Exercise directions -
Wherever the word "Management" turns up in a line of the entries, copy that line.

(Stored entries)
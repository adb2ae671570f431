//! Startup helpers for the responder.
//!
//! Dispatches between the HTTP server (default) and the interactive CLI
//! loop (`parley cli`).

use std::process::ExitCode;
use std::sync::Arc;

use crate::cli;
use crate::config::AppConfig;
use crate::server::{self, AppState};

/// Run the responder.
///
/// # Returns
/// `ExitCode::SUCCESS` on graceful shutdown, `1` on failure.
#[must_use]
pub fn run() -> ExitCode {
    tracing_subscriber::fmt()
        .with_env_filter(
            tracing_subscriber::EnvFilter::from_default_env()
                .add_directive(tracing::Level::INFO.into()),
        )
        .init();

    tracing::info!("Starting Parley v{}", env!("CARGO_PKG_VERSION"));

    let config = AppConfig::from_env();
    tracing::info!("Database: {}", config.db_path.display());

    let rt = match tokio::runtime::Runtime::new() {
        Ok(rt) => rt,
        Err(e) => {
            tracing::error!("Failed to create runtime: {e}");
            return ExitCode::from(1);
        }
    };

    let state = match rt.block_on(AppState::new(&config)) {
        Ok(s) => s,
        Err(e) => {
            tracing::error!("Failed to create state: {e}");
            return ExitCode::from(1);
        }
    };

    if cli_mode() {
        if let Err(e) = rt.block_on(cli::run_cli(state)) {
            tracing::error!("CLI error: {e}");
            return ExitCode::from(1);
        }
        return ExitCode::SUCCESS;
    }

    if let Err(e) = rt.block_on(server::run_server(state, config.port)) {
        tracing::error!("Server error: {e}");
        return ExitCode::from(1);
    }

    ExitCode::SUCCESS
}

/// Initialize application state without starting the server.
///
/// # Errors
/// Returns an error if state creation fails.
pub async fn initialize(config: &AppConfig) -> anyhow::Result<Arc<AppState>> {
    AppState::new(config).await
}

/// True when the first argument asks for the interactive CLI loop.
#[must_use]
pub fn cli_mode() -> bool {
    std::env::args().nth(1).is_some_and(|arg| arg == "cli")
}
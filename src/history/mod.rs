//! Conversation log.
//!
//! Append-only record of every user/bot exchange with time-ordered retrieval.
//! The log is never updated or deleted by the core; auditability of the
//! conversation history is the entire point of persistence.

pub mod error;
pub mod exchange;
pub mod store;

pub use error::{HistoryError, HistoryResult};
pub use exchange::Exchange;
pub use store::{ConversationStore, SqliteExchangeStore};
//! In-memory hospital registry: the OPD queue, ward beds and inventory stock.
//!
//! Nothing here outlives the process. The queue is an ordered list with an
//! auto-incremented identifier that is never handed out twice.

use chrono::{DateTime, Duration, Utc};
use tracing::{debug, info};

use shared::{
    domain::{BedSummary, InventoryItem, Patient, PatientId, Ward},
    error::RegistryError,
};

pub const SAMPLE_DEPARTMENTS: [&str; 5] = [
    "Cardiology",
    "Orthopedics",
    "Pediatrics",
    "General Medicine",
    "ENT",
];

#[derive(Debug, Clone)]
pub struct HospitalStore {
    queue: Vec<Patient>,
    wards: Vec<Ward>,
    inventory: Vec<InventoryItem>,
    next_patient_id: i64,
}

impl Default for HospitalStore {
    fn default() -> Self {
        Self::new()
    }
}

impl HospitalStore {
    pub fn new() -> Self {
        Self {
            queue: Vec::new(),
            wards: Vec::new(),
            inventory: Vec::new(),
            next_patient_id: 1,
        }
    }

    /// Store pre-filled with the demo queue, wards and stock levels.
    pub fn with_sample_data(now: DateTime<Utc>) -> Self {
        let queue = [
            ("John Doe", "Cardiology", 15),
            ("Jane Smith", "Orthopedics", 25),
            ("Mike Johnson", "Pediatrics", 10),
        ]
        .into_iter()
        .zip(1..)
        .map(|((name, department, waited), id)| Patient {
            id: PatientId(id),
            name: name.to_string(),
            department: department.to_string(),
            checked_in_at: now - Duration::minutes(waited),
        })
        .collect::<Vec<_>>();

        // Seed capacities are literals that satisfy available <= total.
        let wards = [
            ("General", 50, 15),
            ("ICU", 20, 3),
            ("Emergency", 30, 8),
            ("Pediatric", 25, 12),
        ]
        .into_iter()
        .filter_map(|(name, total, available)| Ward::new(name, total, available).ok())
        .collect();

        let inventory = vec![
            InventoryItem::new("Paracetamol", 1500, "tablets"),
            InventoryItem::new("Bandages", 500, "rolls"),
            InventoryItem::new("Syringes", 2000, "pieces"),
            InventoryItem::new("Surgical Masks", 5000, "pieces"),
        ];

        let next_patient_id = queue.len() as i64 + 1;
        Self {
            queue,
            wards,
            inventory,
            next_patient_id,
        }
    }

    pub fn add_patient(
        &mut self,
        name: &str,
        department: &str,
        now: DateTime<Utc>,
    ) -> Result<PatientId, RegistryError> {
        let name = name.trim();
        let department = department.trim();
        if name.is_empty() {
            return Err(RegistryError::BlankField { field: "name" });
        }
        if department.is_empty() {
            return Err(RegistryError::BlankField {
                field: "department",
            });
        }

        let id = PatientId(self.next_patient_id);
        self.next_patient_id += 1;
        self.queue.push(Patient {
            id,
            name: name.to_string(),
            department: department.to_string(),
            checked_in_at: now,
        });
        info!(
            patient_id = id.0,
            department,
            queue_len = self.queue.len(),
            "patient added to queue"
        );
        Ok(id)
    }

    pub fn remove_patient(&mut self, id: PatientId) -> Result<Patient, RegistryError> {
        let index = self
            .queue
            .iter()
            .position(|patient| patient.id == id)
            .ok_or(RegistryError::PatientNotFound(id))?;
        let removed = self.queue.remove(index);
        info!(
            patient_id = id.0,
            queue_len = self.queue.len(),
            "patient removed from queue"
        );
        Ok(removed)
    }

    pub fn patients(&self) -> &[Patient] {
        &self.queue
    }

    pub fn patient(&self, id: PatientId) -> Option<&Patient> {
        self.queue.iter().find(|patient| patient.id == id)
    }

    pub fn queue_len(&self) -> usize {
        self.queue.len()
    }

    pub fn next_patient_id(&self) -> PatientId {
        PatientId(self.next_patient_id)
    }

    pub fn search_patients(&self, query: &str) -> Vec<&Patient> {
        self.queue.iter().filter(|p| p.matches(query)).collect()
    }

    pub fn wards(&self) -> &[Ward] {
        &self.wards
    }

    pub fn add_ward(&mut self, ward: Ward) {
        debug!(ward = ward.name(), total = ward.total(), "ward registered");
        self.wards.push(ward);
    }

    pub fn search_wards(&self, query: &str) -> Vec<&Ward> {
        self.wards.iter().filter(|w| w.matches(query)).collect()
    }

    pub fn bed_summary(&self) -> BedSummary {
        self.wards
            .iter()
            .fold(BedSummary::default(), |acc, ward| BedSummary {
                total: acc.total + ward.total(),
                available: acc.available + ward.available(),
            })
    }

    pub fn inventory(&self) -> &[InventoryItem] {
        &self.inventory
    }

    pub fn add_inventory_item(&mut self, item: InventoryItem) {
        debug!(item = %item.name, stock = item.stock, "inventory item registered");
        self.inventory.push(item);
    }

    pub fn search_inventory(&self, query: &str) -> Vec<&InventoryItem> {
        self.inventory.iter().filter(|i| i.matches(query)).collect()
    }
}

#[cfg(test)]
#[path = "tests/lib_tests.rs"]
mod tests;
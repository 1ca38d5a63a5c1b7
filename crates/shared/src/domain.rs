use std::fmt;

use chrono::{DateTime, Duration, Utc};
use serde::{Deserialize, Serialize};

use crate::error::RegistryError;

macro_rules! id_newtype {
    ($name:ident) => {
        #[derive(
            Debug, Clone, Copy, PartialEq, Eq, PartialOrd, Ord, Hash, Serialize, Deserialize,
        )]
        pub struct $name(pub i64);
    };
}

id_newtype!(PatientId);

impl fmt::Display for PatientId {
    fn fmt(&self, f: &mut fmt::Formatter<'_>) -> fmt::Result {
        write!(f, "#{}", self.0)
    }
}

/// Case-insensitive substring match of `query` against any of `fields`.
/// A blank query matches every record.
pub fn matches_query(fields: &[&str], query: &str) -> bool {
    let needle = query.trim().to_lowercase();
    if needle.is_empty() {
        return true;
    }
    fields
        .iter()
        .any(|field| field.to_lowercase().contains(&needle))
}

#[derive(Debug, Clone, PartialEq, Eq, Serialize, Deserialize)]
pub struct Patient {
    pub id: PatientId,
    pub name: String,
    pub department: String,
    pub checked_in_at: DateTime<Utc>,
}

impl Patient {
    pub fn wait_time(&self, now: DateTime<Utc>) -> Duration {
        (now - self.checked_in_at).max(Duration::zero())
    }

    pub fn wait_label(&self, now: DateTime<Utc>) -> String {
        format!("{} mins", self.wait_time(now).num_minutes())
    }

    pub fn matches(&self, query: &str) -> bool {
        matches_query(&[self.name.as_str(), self.department.as_str()], query)
    }
}

#[derive(Debug, Clone, PartialEq, Eq, Serialize, Deserialize)]
pub struct Ward {
    name: String,
    total: u32,
    available: u32,
}

impl Ward {
    pub fn new(name: impl Into<String>, total: u32, available: u32) -> Result<Self, RegistryError> {
        let name = name.into();
        if available > total {
            return Err(RegistryError::BedsExceedCapacity {
                ward: name,
                total,
                available,
            });
        }
        Ok(Self {
            name,
            total,
            available,
        })
    }

    pub fn name(&self) -> &str {
        &self.name
    }

    pub fn total(&self) -> u32 {
        self.total
    }

    pub fn available(&self) -> u32 {
        self.available
    }

    pub fn occupied(&self) -> u32 {
        self.total - self.available
    }

    /// Fraction of beds in use, `0.0` for a ward without beds.
    pub fn occupancy_ratio(&self) -> f32 {
        if self.total == 0 {
            return 0.0;
        }
        self.occupied() as f32 / self.total as f32
    }

    /// At or below a fifth of capacity still free, or nothing free at all.
    pub fn is_critical(&self) -> bool {
        self.available == 0 || self.available * 5 <= self.total
    }

    pub fn matches(&self, query: &str) -> bool {
        matches_query(&[self.name.as_str()], query)
    }
}

#[derive(Debug, Clone, PartialEq, Eq, Serialize, Deserialize)]
pub struct InventoryItem {
    pub name: String,
    pub stock: u32,
    pub unit: String,
}

impl InventoryItem {
    pub fn new(name: impl Into<String>, stock: u32, unit: impl Into<String>) -> Self {
        Self {
            name: name.into(),
            stock,
            unit: unit.into(),
        }
    }

    pub fn matches(&self, query: &str) -> bool {
        matches_query(&[self.name.as_str(), self.unit.as_str()], query)
    }
}

#[derive(Debug, Clone, Copy, Default, PartialEq, Eq, Serialize, Deserialize)]
pub struct BedSummary {
    pub total: u32,
    pub available: u32,
}

impl BedSummary {
    pub fn occupied(&self) -> u32 {
        self.total - self.available
    }
}

#[cfg(test)]
mod tests {
    use super::*;

    fn patient_checked_in(minutes_ago: i64, now: DateTime<Utc>) -> Patient {
        Patient {
            id: PatientId(7),
            name: "Ada Lovelace".to_string(),
            department: "ENT".to_string(),
            checked_in_at: now - Duration::minutes(minutes_ago),
        }
    }

    #[test]
    fn wait_label_counts_whole_minutes() {
        let now = Utc::now();
        assert_eq!(patient_checked_in(0, now).wait_label(now), "0 mins");
        assert_eq!(patient_checked_in(25, now).wait_label(now), "25 mins");
    }

    #[test]
    fn wait_time_never_goes_negative() {
        let now = Utc::now();
        let patient = patient_checked_in(-5, now);
        assert_eq!(patient.wait_time(now), Duration::zero());
    }

    #[test]
    fn ward_rejects_more_available_than_total() {
        let err = Ward::new("ICU", 20, 21).expect_err("over capacity");
        assert!(matches!(
            err,
            RegistryError::BedsExceedCapacity {
                total: 20,
                available: 21,
                ..
            }
        ));
    }

    #[test]
    fn ward_occupancy_and_critical_threshold() {
        let icu = Ward::new("ICU", 20, 3).expect("ward");
        assert_eq!(icu.occupied(), 17);
        assert!((icu.occupancy_ratio() - 0.85).abs() < f32::EPSILON);
        assert!(icu.is_critical());

        let general = Ward::new("General", 50, 15).expect("ward");
        assert!(!general.is_critical());

        let empty = Ward::new("Closed", 0, 0).expect("ward");
        assert_eq!(empty.occupancy_ratio(), 0.0);
        assert!(empty.is_critical());
    }

    #[test]
    fn query_matching_ignores_case_and_surrounding_whitespace() {
        assert!(matches_query(&["Cardiology"], "  cardio "));
        assert!(matches_query(&["Jane Smith", "Orthopedics"], "ORTHO"));
        assert!(!matches_query(&["Jane Smith"], "pediatrics"));
        assert!(matches_query(&["anything"], "   "));
    }

    #[test]
    fn patient_id_displays_with_hash_prefix() {
        assert_eq!(PatientId(12).to_string(), "#12");
    }
}
use std::time::Duration;

use chrono::{DateTime, Utc};
use crossbeam_channel::{bounded, Receiver, Sender};
use eframe::egui;
use storage::HospitalStore;

use crate::config::Settings;
use crate::controller::commands::QueueCommand;
use crate::controller::events::UiEvent;
use crate::controller::orchestration::{dispatch_command, execute_command};
use crate::ui::panels::{self, queue::QueueTabState};
use crate::ui::theme::{apply_spacing, visuals_for_theme, ThemePreset};
use crate::ui::widgets::{show_notice, Notice};

const COMMAND_QUEUE_CAPACITY: usize = 64;
const WAIT_TIME_REFRESH: Duration = Duration::from_secs(30);

#[derive(Debug, Clone, Copy, PartialEq, Eq)]
pub enum Tab {
    Queue,
    Beds,
    Inventory,
}

impl Tab {
    pub const ALL: [Tab; 3] = [Tab::Queue, Tab::Beds, Tab::Inventory];

    pub fn label(self) -> &'static str {
        match self {
            Tab::Queue => "OPD Queue",
            Tab::Beds => "Bed Management",
            Tab::Inventory => "Inventory",
        }
    }
}

pub struct HospitalApp {
    cmd_tx: Sender<QueueCommand>,
    cmd_rx: Receiver<QueueCommand>,

    store: HospitalStore,
    settings: Settings,

    active_tab: Tab,
    search_query: String,
    queue_tab: QueueTabState,

    notice: Option<Notice>,
    status: String,

    theme: ThemePreset,
    applied_theme: Option<ThemePreset>,
}

impl HospitalApp {
    pub fn new(settings: Settings, store: HospitalStore) -> Self {
        let (cmd_tx, cmd_rx) = bounded::<QueueCommand>(COMMAND_QUEUE_CAPACITY);
        let status = format!("{} patients in queue", store.queue_len());
        Self {
            cmd_tx,
            cmd_rx,
            store,
            theme: settings.theme,
            settings,
            active_tab: Tab::Queue,
            search_query: String::new(),
            queue_tab: QueueTabState::default(),
            notice: None,
            status,
            applied_theme: None,
        }
    }

    fn process_commands(&mut self, now: DateTime<Utc>) {
        while let Ok(cmd) = self.cmd_rx.try_recv() {
            let event = execute_command(&mut self.store, cmd, now);
            self.handle_event(event);
        }
    }

    fn handle_event(&mut self, event: UiEvent) {
        match event {
            UiEvent::PatientAdded { id } => {
                self.queue_tab.form.clear();
                self.status = format!(
                    "Added patient {id}; {} in queue",
                    self.store.queue_len()
                );
                self.notice = Some(Notice::success("Patient added successfully"));
            }
            UiEvent::PatientRemoved { id } => {
                self.queue_tab.selected = None;
                self.status = format!(
                    "Removed patient {id}; {} in queue",
                    self.store.queue_len()
                );
                self.notice = Some(Notice::success("Patient removed successfully"));
            }
            UiEvent::Error(err) => {
                tracing::debug!(
                    context = ?err.context(),
                    category = ?err.category(),
                    "showing error dialog"
                );
                self.status = err.message().to_string();
                self.notice = Some(Notice::error(err.message()));
            }
        }
    }

    fn apply_theme_if_needed(&mut self, ctx: &egui::Context) {
        if self.applied_theme == Some(self.theme) {
            return;
        }
        let mut style = (*ctx.style()).clone();
        style.visuals = visuals_for_theme(self.theme);
        apply_spacing(&mut style);
        ctx.set_style(style);
        self.applied_theme = Some(self.theme);
    }

    fn show_header(&mut self, ctx: &egui::Context) {
        let palette = self.theme.palette();
        egui::TopBottomPanel::top("app_header")
            .frame(
                egui::Frame::NONE
                    .fill(palette.header_fill)
                    .inner_margin(egui::Margin::symmetric(16, 10)),
            )
            .show(ctx, |ui| {
                ui.horizontal(|ui| {
                    ui.label(
                        egui::RichText::new(&self.settings.hospital_name)
                            .size(22.0)
                            .strong()
                            .color(palette.accent),
                    );
                    ui.with_layout(egui::Layout::right_to_left(egui::Align::Center), |ui| {
                        let other = match self.theme {
                            ThemePreset::Light => ThemePreset::Dark,
                            ThemePreset::Dark => ThemePreset::Light,
                        };
                        if ui
                            .button(format!("{} theme", other.label()))
                            .clicked()
                        {
                            self.theme = other;
                        }
                        ui.add(
                            egui::TextEdit::singleline(&mut self.search_query)
                                .hint_text("Search...")
                                .desired_width(240.0),
                        );
                    });
                });
                ui.add_space(6.0);
                ui.horizontal(|ui| {
                    for tab in Tab::ALL {
                        ui.selectable_value(&mut self.active_tab, tab, tab.label());
                    }
                });
            });
    }

    fn show_status_bar(&self, ctx: &egui::Context) {
        let palette = self.theme.palette();
        egui::TopBottomPanel::bottom("status_bar").show(ctx, |ui| {
            ui.label(egui::RichText::new(&self.status).small().color(palette.muted_text));
        });
    }

    fn show_active_tab(&mut self, ctx: &egui::Context, now: DateTime<Utc>) {
        let palette = self.theme.palette();
        let blocked = self.notice.is_some();
        let mut command = None;

        egui::CentralPanel::default().show(ctx, |ui| {
            ui.add_enabled_ui(!blocked, |ui| match self.active_tab {
                Tab::Queue => {
                    command = panels::queue::show(
                        ui,
                        &self.store,
                        &mut self.queue_tab,
                        &self.search_query,
                        &self.settings.departments,
                        palette,
                        now,
                    );
                }
                Tab::Beds => panels::beds::show(ui, &self.store, &self.search_query, palette),
                Tab::Inventory => {
                    panels::inventory::show(ui, &self.store, &self.search_query, palette)
                }
            });
        });

        if let Some(cmd) = command {
            dispatch_command(&self.cmd_tx, cmd, &mut self.status);
            ctx.request_repaint();
        }
    }

    fn show_notice_dialog(&mut self, ctx: &egui::Context) {
        let Some(notice) = &self.notice else {
            return;
        };
        if show_notice(ctx, notice, self.theme.palette()) {
            self.notice = None;
        }
    }
}

impl eframe::App for HospitalApp {
    fn update(&mut self, ctx: &egui::Context, _frame: &mut eframe::Frame) {
        let now = Utc::now();
        self.process_commands(now);
        self.apply_theme_if_needed(ctx);

        self.show_header(ctx);
        self.show_status_bar(ctx);
        self.show_active_tab(ctx, now);
        self.show_notice_dialog(ctx);

        ctx.request_repaint_after(WAIT_TIME_REFRESH);
    }
}

#[cfg(test)]
#[path = "../tests/app_tests.rs"]
mod tests;
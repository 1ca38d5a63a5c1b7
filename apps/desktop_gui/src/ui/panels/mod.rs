//! One panel per tab. Panels render from the store and hand mutations back as commands.

pub mod beds;
pub mod inventory;
pub mod queue;
use chrono::{Duration, Utc};
use shared::{domain::PatientId, error::RegistryError};
use storage::HospitalStore;

#[test]
fn front_desk_shift_add_remove_and_reject_acceptance() {
    let start = Utc::now();
    let mut store = HospitalStore::with_sample_data(start);

    let walk_in = store
        .add_patient("Walk In", "General Medicine", start)
        .expect("walk-in");
    assert_eq!(walk_in, PatientId(4));

    let referral = store
        .add_patient("Referral", "ENT", start + Duration::minutes(5))
        .expect("referral");
    assert_eq!(referral, PatientId(5));
    assert_eq!(store.queue_len(), 5);

    // John Doe is called in.
    store.remove_patient(PatientId(1)).expect("seen");
    assert_eq!(store.queue_len(), 4);
    assert!(store.patient(PatientId(1)).is_none());

    // A half-filled form changes nothing.
    assert!(matches!(
        store.add_patient("", "ENT", start),
        Err(RegistryError::BlankField { field: "name" })
    ));
    assert_eq!(store.queue_len(), 4);

    // Removing the same patient twice is a stale selection.
    assert_eq!(
        store.remove_patient(PatientId(1)),
        Err(RegistryError::PatientNotFound(PatientId(1)))
    );

    let later = start + Duration::minutes(30);
    let waits: Vec<_> = store
        .patients()
        .iter()
        .map(|p| (p.id.0, p.wait_label(later)))
        .collect();
    assert_eq!(
        waits,
        vec![
            (2, "55 mins".to_string()),
            (3, "40 mins".to_string()),
            (4, "30 mins".to_string()),
            (5, "25 mins".to_string()),
        ]
    );

    let next = store.add_patient("Late", "Cardiology", later).expect("late");
    assert_eq!(next, PatientId(6));
}
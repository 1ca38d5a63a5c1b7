use std::{
    fs,
    path::{Path, PathBuf},
};

use anyhow::Context;
use serde::Deserialize;

use crate::ui::theme::ThemePreset;

pub const SETTINGS_FILE_NAME: &str = "hospital.toml";

#[derive(Debug, Clone, PartialEq)]
pub struct Settings {
    pub hospital_name: String,
    pub window_title: String,
    pub departments: Vec<String>,
    pub seed_sample_data: bool,
    pub theme: ThemePreset,
}

impl Default for Settings {
    fn default() -> Self {
        Self {
            hospital_name: "City Hospital Management".into(),
            window_title: "Hospital Management System".into(),
            departments: storage::SAMPLE_DEPARTMENTS
                .iter()
                .map(|d| d.to_string())
                .collect(),
            seed_sample_data: true,
            theme: ThemePreset::Light,
        }
    }
}

#[derive(Debug, Default, Deserialize)]
#[serde(default, deny_unknown_fields)]
struct FileSettings {
    hospital_name: Option<String>,
    window_title: Option<String>,
    departments: Option<Vec<String>>,
    seed_sample_data: Option<bool>,
    theme: Option<ThemePreset>,
}

/// Defaults, then the settings file, then `APP__*` environment variables.
pub fn load_settings(explicit_path: Option<&Path>) -> anyhow::Result<Settings> {
    let mut settings = Settings::default();

    let path = match explicit_path {
        Some(path) => Some(path.to_path_buf()),
        None => discover_settings_file(),
    };
    if let Some(path) = path {
        let raw = fs::read_to_string(&path)
            .with_context(|| format!("failed to read settings file '{}'", path.display()))?;
        apply_file_overrides(&mut settings, &raw)
            .with_context(|| format!("invalid settings file '{}'", path.display()))?;
        tracing::info!(path = %path.display(), "loaded settings file");
    }

    apply_env_overrides(&mut settings, |name| std::env::var(name).ok());
    Ok(settings)
}

fn discover_settings_file() -> Option<PathBuf> {
    let local = PathBuf::from(SETTINGS_FILE_NAME);
    if local.is_file() {
        return Some(local);
    }

    let user = dirs::config_dir()?
        .join("city_hospital")
        .join(SETTINGS_FILE_NAME);
    user.is_file().then_some(user)
}

fn apply_file_overrides(settings: &mut Settings, raw: &str) -> anyhow::Result<()> {
    let file_cfg: FileSettings = toml::from_str(raw)?;

    if let Some(v) = file_cfg.hospital_name {
        settings.hospital_name = v;
    }
    if let Some(v) = file_cfg.window_title {
        settings.window_title = v;
    }
    if let Some(v) = file_cfg.departments {
        settings.departments = normalize_departments(v);
    }
    if let Some(v) = file_cfg.seed_sample_data {
        settings.seed_sample_data = v;
    }
    if let Some(v) = file_cfg.theme {
        settings.theme = v;
    }
    Ok(())
}

fn apply_env_overrides(settings: &mut Settings, lookup: impl Fn(&str) -> Option<String>) {
    let read = |name: &str| lookup(name).filter(|value| !value.trim().is_empty());

    if let Some(v) = read("APP__HOSPITAL_NAME") {
        settings.hospital_name = v;
    }
    if let Some(v) = read("APP__WINDOW_TITLE") {
        settings.window_title = v;
    }
    if let Some(v) = read("APP__DEPARTMENTS") {
        settings.departments = normalize_departments(v.split(',').map(str::to_string));
    }
    if let Some(v) = read("APP__SEED_SAMPLE_DATA") {
        match parse_flag(&v) {
            Some(flag) => settings.seed_sample_data = flag,
            None => tracing::warn!(value = %v, "ignoring unparseable APP__SEED_SAMPLE_DATA"),
        }
    }
    if let Some(v) = read("APP__THEME") {
        match ThemePreset::from_name(&v) {
            Some(theme) => settings.theme = theme,
            None => tracing::warn!(value = %v, "ignoring unknown APP__THEME"),
        }
    }
}

fn normalize_departments(raw: impl IntoIterator<Item = String>) -> Vec<String> {
    let mut departments: Vec<String> = Vec::new();
    for department in raw {
        let department = department.trim();
        if !department.is_empty() && !departments.iter().any(|d| d == department) {
            departments.push(department.to_string());
        }
    }
    departments
}

fn parse_flag(raw: &str) -> Option<bool> {
    match raw.trim().to_ascii_lowercase().as_str() {
        "1" | "true" | "yes" | "on" => Some(true),
        "0" | "false" | "no" | "off" => Some(false),
        _ => None,
    }
}

#[cfg(test)]
#[path = "tests/config_tests.rs"]
mod tests;
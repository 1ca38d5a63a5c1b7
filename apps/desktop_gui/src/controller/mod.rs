//! Controller layer: queued UI commands, their outcomes, and command orchestration.

pub mod commands;
pub mod events;
pub mod orchestration;
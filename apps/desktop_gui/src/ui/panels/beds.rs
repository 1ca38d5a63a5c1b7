use eframe::egui;
use shared::domain::Ward;
use storage::HospitalStore;

use crate::ui::theme::Palette;
use crate::ui::widgets::{card_frame, empty_state, section_header};

const CARD_COLUMNS: usize = 2;

pub fn show(ui: &mut egui::Ui, store: &HospitalStore, query: &str, palette: Palette) {
    let summary = store.bed_summary();
    let trailing = format!(
        "{} of {} beds available",
        summary.available, summary.total
    );
    section_header(ui, "Bed Availability", Some(&trailing), palette);

    let wards = store.search_wards(query);
    if wards.is_empty() {
        empty_state(ui, "No wards match the search", palette);
        return;
    }

    egui::ScrollArea::vertical()
        .id_salt("ward_cards")
        .auto_shrink([false, true])
        .show(ui, |ui| {
            for row in wards.chunks(CARD_COLUMNS) {
                ui.columns(CARD_COLUMNS, |columns| {
                    for (column, ward) in columns.iter_mut().zip(row) {
                        ward_card(column, ward, palette);
                    }
                });
                ui.add_space(8.0);
            }
        });
}

fn ward_card(ui: &mut egui::Ui, ward: &Ward, palette: Palette) {
    card_frame(ui, palette).show(ui, |ui| {
        ui.set_width(ui.available_width());
        ui.horizontal(|ui| {
            ui.label(
                egui::RichText::new(format!("{} Ward", ward.name()))
                    .size(16.0)
                    .strong(),
            );
            if ward.is_critical() {
                ui.label(
                    egui::RichText::new("LOW")
                        .small()
                        .strong()
                        .color(palette.critical),
                );
            }
        });

        let available_color = if ward.is_critical() {
            palette.critical
        } else {
            palette.accent
        };
        ui.label(
            egui::RichText::new(format!("Available: {}", ward.available()))
                .size(14.0)
                .color(available_color),
        );
        ui.label(egui::RichText::new(format!("Total: {}", ward.total())).size(14.0));
        ui.add(
            egui::ProgressBar::new(ward.occupancy_ratio())
                .text(format!("{} occupied", ward.occupied())),
        );
    });
}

Response -
            Tab::Beds => "Bed Management",
            hospital_name: "City Hospital Management".into(),
            window_title: "Hospital Management System".into(),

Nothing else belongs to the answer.